use serenity::{
    builder::{CreateEmbed, CreateMessage},
    http::Http,
    model::id::{ChannelId, GuildId},
};
use songbird::Songbird;
use std::sync::{Arc, Weak};
use tracing::{debug, error, info};

use crate::{
    audio::{player::MusicPlayer, queue::QueueEntry, sink::PlaybackListener},
    ui::embeds,
};

/// Salida automática del canal de voz al vaciarse la cola
pub struct IdleDisconnect {
    // Weak: la sesión guarda este listener y el reproductor guarda la sesión
    player: Weak<MusicPlayer>,
    songbird: Arc<Songbird>,
}

impl IdleDisconnect {
    pub fn new(player: &Arc<MusicPlayer>, songbird: Arc<Songbird>) -> Self {
        Self {
            player: Arc::downgrade(player),
            songbird,
        }
    }
}

/// Anuncia los eventos de reproducción en el canal de texto donde se pidió música
pub struct ChannelAnnouncer {
    http: Arc<Http>,
    guild_id: GuildId,
    channel_id: ChannelId,
    idle_disconnect: Option<IdleDisconnect>,
}

impl ChannelAnnouncer {
    pub fn new(http: Arc<Http>, guild_id: GuildId, channel_id: ChannelId) -> Self {
        Self {
            http,
            guild_id,
            channel_id,
            idle_disconnect: None,
        }
    }

    pub fn with_idle_disconnect(mut self, idle_disconnect: IdleDisconnect) -> Self {
        self.idle_disconnect = Some(idle_disconnect);
        self
    }

    /// Envía en segundo plano para no bloquear al controlador del servidor
    fn send(&self, message: CreateMessage) {
        let http = self.http.clone();
        let channel_id = self.channel_id;
        let guild_id = self.guild_id;

        tokio::spawn(async move {
            if let Err(e) = channel_id.send_message(&http, message).await {
                error!("Error al enviar anuncio en guild {}: {:?}", guild_id, e);
            }
        });
    }

    fn send_embed(&self, embed: CreateEmbed) {
        self.send(CreateMessage::new().embed(embed));
    }

    fn disconnect_when_idle(&self, idle: &IdleDisconnect) {
        let player = idle.player.clone();
        let songbird = idle.songbird.clone();
        let http = self.http.clone();
        let guild_id = self.guild_id;
        let channel_id = self.channel_id;

        // Se ejecuta fuera del controlador: `leave_if_idle` le envía un mensaje
        tokio::spawn(async move {
            let Some(player) = player.upgrade() else {
                return;
            };
            if !player.leave_if_idle(guild_id).await {
                debug!("Guild {} volvió a tener música, se mantiene la conexión", guild_id);
                return;
            }

            if let Err(e) = songbird.remove(guild_id).await {
                error!("Error al salir del canal de voz en guild {}: {:?}", guild_id, e);
                return;
            }
            info!("💤 Desconectado por inactividad en guild {}", guild_id);

            let message =
                CreateMessage::new().content("👋 La cola terminó, me desconecté del canal de voz.");
            if let Err(e) = channel_id.send_message(&http, message).await {
                error!("Error al enviar anuncio en guild {}: {:?}", guild_id, e);
            }
        });
    }
}

impl PlaybackListener for ChannelAnnouncer {
    fn track_started(&self, entry: &QueueEntry) {
        self.send_embed(embeds::create_now_playing_embed(entry));
    }

    fn track_failed(&self, entry: &QueueEntry, reason: &str) {
        self.send_embed(embeds::create_track_failed_embed(entry, reason));
    }

    fn queue_finished(&self) {
        debug!("📭 Cola terminada en guild {}", self.guild_id);

        match &self.idle_disconnect {
            Some(idle) => self.disconnect_when_idle(idle),
            None => self.send(
                CreateMessage::new().content("📭 La cola terminó. Usa `play` para agregar más música."),
            ),
        }
    }
}
pub mod embeds;
use anyhow::{Context, Result};
use chrono::Local;
use serde::Serialize;
use std::fs;
use std::fs::OpenOptions;
use std::io::Write;
use std::path::{Path, PathBuf};
use walkdir::WalkDir;

use crate::transcript::Transcript;

// @module: File and directory utilities

/// Suffix appended to a transcript's stem for its analysis report
pub const REPORT_SUFFIX: &str = "analysis.json";

// @struct: File operations utility
pub struct FileManager;

impl FileManager {
    // @checks: File existence
    pub fn file_exists<P: AsRef<Path>>(path: P) -> bool {
        path.as_ref().is_file()
    }

    // @checks: Directory existence
    pub fn dir_exists<P: AsRef<Path>>(path: P) -> bool {
        path.as_ref().is_dir()
    }

    // @creates: Directory and parents if needed
    pub fn ensure_dir<P: AsRef<Path>>(path: P) -> Result<()> {
        let path = path.as_ref();
        if !path.as_os_str().is_empty() && !path.exists() {
            fs::create_dir_all(path)
                .with_context(|| format!("Failed to create directory: {:?}", path))?;
        }
        Ok(())
    }

    // @generates: Report path next to the transcript, `<stem>.analysis.json`
    pub fn report_path_for<P: AsRef<Path>>(input_file: P) -> PathBuf {
        let input_file = input_file.as_ref();
        let stem = input_file.file_stem().unwrap_or_default().to_string_lossy();
        let file_name = format!("{}.{}", stem, REPORT_SUFFIX);
        match input_file.parent() {
            Some(parent) => parent.join(file_name),
            None => PathBuf::from(file_name),
        }
    }

    // @checks: Whether a path is a report this tool wrote
    pub fn is_report_file<P: AsRef<Path>>(path: P) -> bool {
        path.as_ref()
            .file_name()
            .map(|name| name.to_string_lossy().ends_with(&format!(".{}", REPORT_SUFFIX)))
            .unwrap_or(false)
    }

    /// Find transcript JSON files in a directory, recursively, skipping reports
    pub fn find_transcripts<P: AsRef<Path>>(dir: P) -> Result<Vec<PathBuf>> {
        let mut result = Vec::new();

        for entry in WalkDir::new(dir.as_ref()).follow_links(true).sort_by_file_name() {
            let entry = entry.context("Failed to read directory entry")?;
            let path = entry.path();

            if !path.is_file() || Self::is_report_file(path) {
                continue;
            }
            let is_json = path
                .extension()
                .map(|ext| ext.to_string_lossy().eq_ignore_ascii_case("json"))
                .unwrap_or(false);
            if is_json {
                result.push(path.to_path_buf());
            }
        }

        Ok(result)
    }

    /// Read a file to a string
    pub fn read_to_string<P: AsRef<Path>>(path: P) -> Result<String> {
        fs::read_to_string(&path)
            .with_context(|| format!("Failed to read file: {:?}", path.as_ref()))
    }

    /// Read and parse a transcript file
    pub fn read_transcript<P: AsRef<Path>>(path: P) -> Result<Transcript> {
        let content = Self::read_to_string(&path)?;
        Transcript::from_json_str(&content)
            .with_context(|| format!("Failed to parse transcript: {:?}", path.as_ref()))
    }

    /// Write a string to a file
    pub fn write_to_file<P: AsRef<Path>>(path: P, content: &str) -> Result<()> {
        if let Some(parent) = path.as_ref().parent() {
            Self::ensure_dir(parent)?;
        }

        fs::write(&path, content)
            .with_context(|| format!("Failed to write to file: {:?}", path.as_ref()))
    }

    /// Serialize a value as pretty JSON and write it
    pub fn write_json<P: AsRef<Path>, T: Serialize>(path: P, value: &T) -> Result<()> {
        let content = serde_json::to_string_pretty(value).context("Failed to serialize report")?;
        Self::write_to_file(path, &content)
    }

    /// Append content to a log file with timestamp
    pub fn append_to_log_file<P: AsRef<Path>>(path: P, content: &str) -> Result<()> {
        let timestamp = Local::now().format("%Y-%m-%d %H:%M:%S").to_string();

        if let Some(parent) = path.as_ref().parent() {
            Self::ensure_dir(parent)?;
        }

        let mut file = OpenOptions::new()
            .create(true)
            .append(true)
            .open(&path)
            .with_context(|| format!("Failed to open log file: {:?}", path.as_ref()))?;

        writeln!(file, "[{}] {}", timestamp, content)
            .with_context(|| format!("Failed to write to log file: {:?}", path.as_ref()))?;

        Ok(())
    }
}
********
**Problem requirements:**
Word for word, write out all of the entries again.

**Problem solution:**
use serenity::{
    builder::{CreateEmbed, CreateMessage},
    http::Http,
    model::id::{ChannelId, GuildId},
};
use songbird::Songbird;
use std::sync::{Arc, Weak};
use tracing::{debug, error, info};

use crate::{
    audio::{player::MusicPlayer, queue::QueueEntry, sink::PlaybackListener},
    ui::embeds,
};

/// Salida automática del canal de voz al vaciarse la cola
pub struct IdleDisconnect {
    // Weak: la sesión guarda este listener y el reproductor guarda la sesión
    player: Weak<MusicPlayer>,
    songbird: Arc<Songbird>,
}

impl IdleDisconnect {
    pub fn new(player: &Arc<MusicPlayer>, songbird: Arc<Songbird>) -> Self {
        Self {
            player: Arc::downgrade(player),
            songbird,
        }
    }
}

/// Anuncia los eventos de reproducción en el canal de texto donde se pidió música
pub struct ChannelAnnouncer {
    http: Arc<Http>,
    guild_id: GuildId,
    channel_id: ChannelId,
    idle_disconnect: Option<IdleDisconnect>,
}

impl ChannelAnnouncer {
    pub fn new(http: Arc<Http>, guild_id: GuildId, channel_id: ChannelId) -> Self {
        Self {
            http,
            guild_id,
            channel_id,
            idle_disconnect: None,
        }
    }

    pub fn with_idle_disconnect(mut self, idle_disconnect: IdleDisconnect) -> Self {
        self.idle_disconnect = Some(idle_disconnect);
        self
    }

    /// Envía en segundo plano para no bloquear al controlador del servidor
    fn send(&self, message: CreateMessage) {
        let http = self.http.clone();
        let channel_id = self.channel_id;
        let guild_id = self.guild_id;

        tokio::spawn(async move {
            if let Err(e) = channel_id.send_message(&http, message).await {
                error!("Error al enviar anuncio en guild {}: {:?}", guild_id, e);
            }
        });
    }

    fn send_embed(&self, embed: CreateEmbed) {
        self.send(CreateMessage::new().embed(embed));
    }

    fn disconnect_when_idle(&self, idle: &IdleDisconnect) {
        let player = idle.player.clone();
        let songbird = idle.songbird.clone();
        let http = self.http.clone();
        let guild_id = self.guild_id;
        let channel_id = self.channel_id;

        // Se ejecuta fuera del controlador: `leave_if_idle` le envía un mensaje
        tokio::spawn(async move {
            let Some(player) = player.upgrade() else {
                return;
            };
            if !player.leave_if_idle(guild_id).await {
                debug!("Guild {} volvió a tener música, se mantiene la conexión", guild_id);
                return;
            }

            if let Err(e) = songbird.remove(guild_id).await {
                error!("Error al salir del canal de voz en guild {}: {:?}", guild_id, e);
                return;
            }
            info!("💤 Desconectado por inactividad en guild {}", guild_id);

            let message =
                CreateMessage::new().content("👋 La cola terminó, me desconecté del canal de voz.");
            if let Err(e) = channel_id.send_message(&http, message).await {
                error!("Error al enviar anuncio en guild {}: {:?}", guild_id, e);
            }
        });
    }
}

impl PlaybackListener for ChannelAnnouncer {
    fn track_started(&self, entry: &QueueEntry) {
        self.send_embed(embeds::create_now_playing_embed(entry));
    }

    fn track_failed(&self, entry: &QueueEntry, reason: &str) {
        self.send_embed(embeds::create_track_failed_embed(entry, reason));
    }

    fn queue_finished(&self) {
        debug!("📭 Cola terminada en guild {}", self.guild_id);

        match &self.idle_disconnect {
            Some(idle) => self.disconnect_when_idle(idle),
            None => self.send(
                CreateMessage::new().content("📭 La cola terminó. Usa `play` para agregar más música."),
            ),
        }
    }
}
pub mod embeds;
use anyhow::{Context, Result};
use chrono::Local;
use serde::Serialize;
use std::fs;
use std::fs::OpenOptions;
use std::io::Write;
use std::path::{Path, PathBuf};
use walkdir::WalkDir;

use crate::transcript::Transcript;

// @module: File and directory utilities

/// Suffix appended to a transcript's stem for its analysis report
pub const REPORT_SUFFIX: &str = "analysis.json";

// @struct: File operations utility
pub struct FileManager;

impl FileManager {
    // @checks: File existence
    pub fn file_exists<P: AsRef<Path>>(path: P) -> bool {
        path.as_ref().is_file()
    }

    // @checks: Directory existence
    pub fn dir_exists<P: AsRef<Path>>(path: P) -> bool {
        path.as_ref().is_dir()
    }

    // @creates: Directory and parents if needed
    pub fn ensure_dir<P: AsRef<Path>>(path: P) -> Result<()> {
        let path = path.as_ref();
        if !path.as_os_str().is_empty() && !path.exists() {
            fs::create_dir_all(path)
                .with_context(|| format!("Failed to create directory: {:?}", path))?;
        }
        Ok(())
    }

    // @generates: Report path next to the transcript, `<stem>.analysis.json`
    pub fn report_path_for<P: AsRef<Path>>(input_file: P) -> PathBuf {
        let input_file = input_file.as_ref();
        let stem = input_file.file_stem().unwrap_or_default().to_string_lossy();
        let file_name = format!("{}.{}", stem, REPORT_SUFFIX);
        match input_file.parent() {
            Some(parent) => parent.join(file_name),
            None => PathBuf::from(file_name),
        }
    }

    // @checks: Whether a path is a report this tool wrote
    pub fn is_report_file<P: AsRef<Path>>(path: P) -> bool {
        path.as_ref()
            .file_name()
            .map(|name| name.to_string_lossy().ends_with(&format!(".{}", REPORT_SUFFIX)))
            .unwrap_or(false)
    }

    /// Find transcript JSON files in a directory, recursively, skipping reports
    pub fn find_transcripts<P: AsRef<Path>>(dir: P) -> Result<Vec<PathBuf>> {
        let mut result = Vec::new();

        for entry in WalkDir::new(dir.as_ref()).follow_links(true).sort_by_file_name() {
            let entry = entry.context("Failed to read directory entry")?;
            let path = entry.path();

            if !path.is_file() || Self::is_report_file(path) {
                continue;
            }
            let is_json = path
                .extension()
                .map(|ext| ext.to_string_lossy().eq_ignore_ascii_case("json"))
                .unwrap_or(false);
            if is_json {
                result.push(path.to_path_buf());
            }
        }

        Ok(result)
    }

    /// Read a file to a string
    pub fn read_to_string<P: AsRef<Path>>(path: P) -> Result<String> {
        fs::read_to_string(&path)
            .with_context(|| format!("Failed to read file: {:?}", path.as_ref()))
    }

    /// Read and parse a transcript file
    pub fn read_transcript<P: AsRef<Path>>(path: P) -> Result<Transcript> {
        let content = Self::read_to_string(&path)?;
        Transcript::from_json_str(&content)
            .with_context(|| format!("Failed to parse transcript: {:?}", path.as_ref()))
    }

    /// Write a string to a file
    pub fn write_to_file<P: AsRef<Path>>(path: P, content: &str) -> Result<()> {
        if let Some(parent) = path.as_ref().parent() {
            Self::ensure_dir(parent)?;
        }

        fs::write(&path, content)
            .with_context(|| format!("Failed to write to file: {:?}", path.as_ref()))
    }

    /// Serialize a value as pretty JSON and write it
    pub fn write_json<P: AsRef<Path>, T: Serialize>(path: P, value: &T) -> Result<()> {
        let content = serde_json::to_string_pretty(value).context("Failed to serialize report")?;
        Self::write_to_file(path, &content)
    }

    /// Append content to a log file with timestamp
    pub fn append_to_log_file<P: AsRef<Path>>(path: P, content: &str) -> Result<()> {
        let timestamp = Local::now().format("%Y-%m-%d %H:%M:%S").to_string();

        if let Some(parent) = path.as_ref().parent() {
            Self::ensure_dir(parent)?;
        }

        let mut file = OpenOptions::new()
            .create(true)
            .append(true)
            .open(&path)
            .with_context(|| format!("Failed to open log file: {:?}", path.as_ref()))?;

        writeln!(file, "[{}] {}", timestamp, content)
            .with_context(|| format!("Failed to write to log file: {:?}", path.as_ref()))?;

        Ok(())
    }
}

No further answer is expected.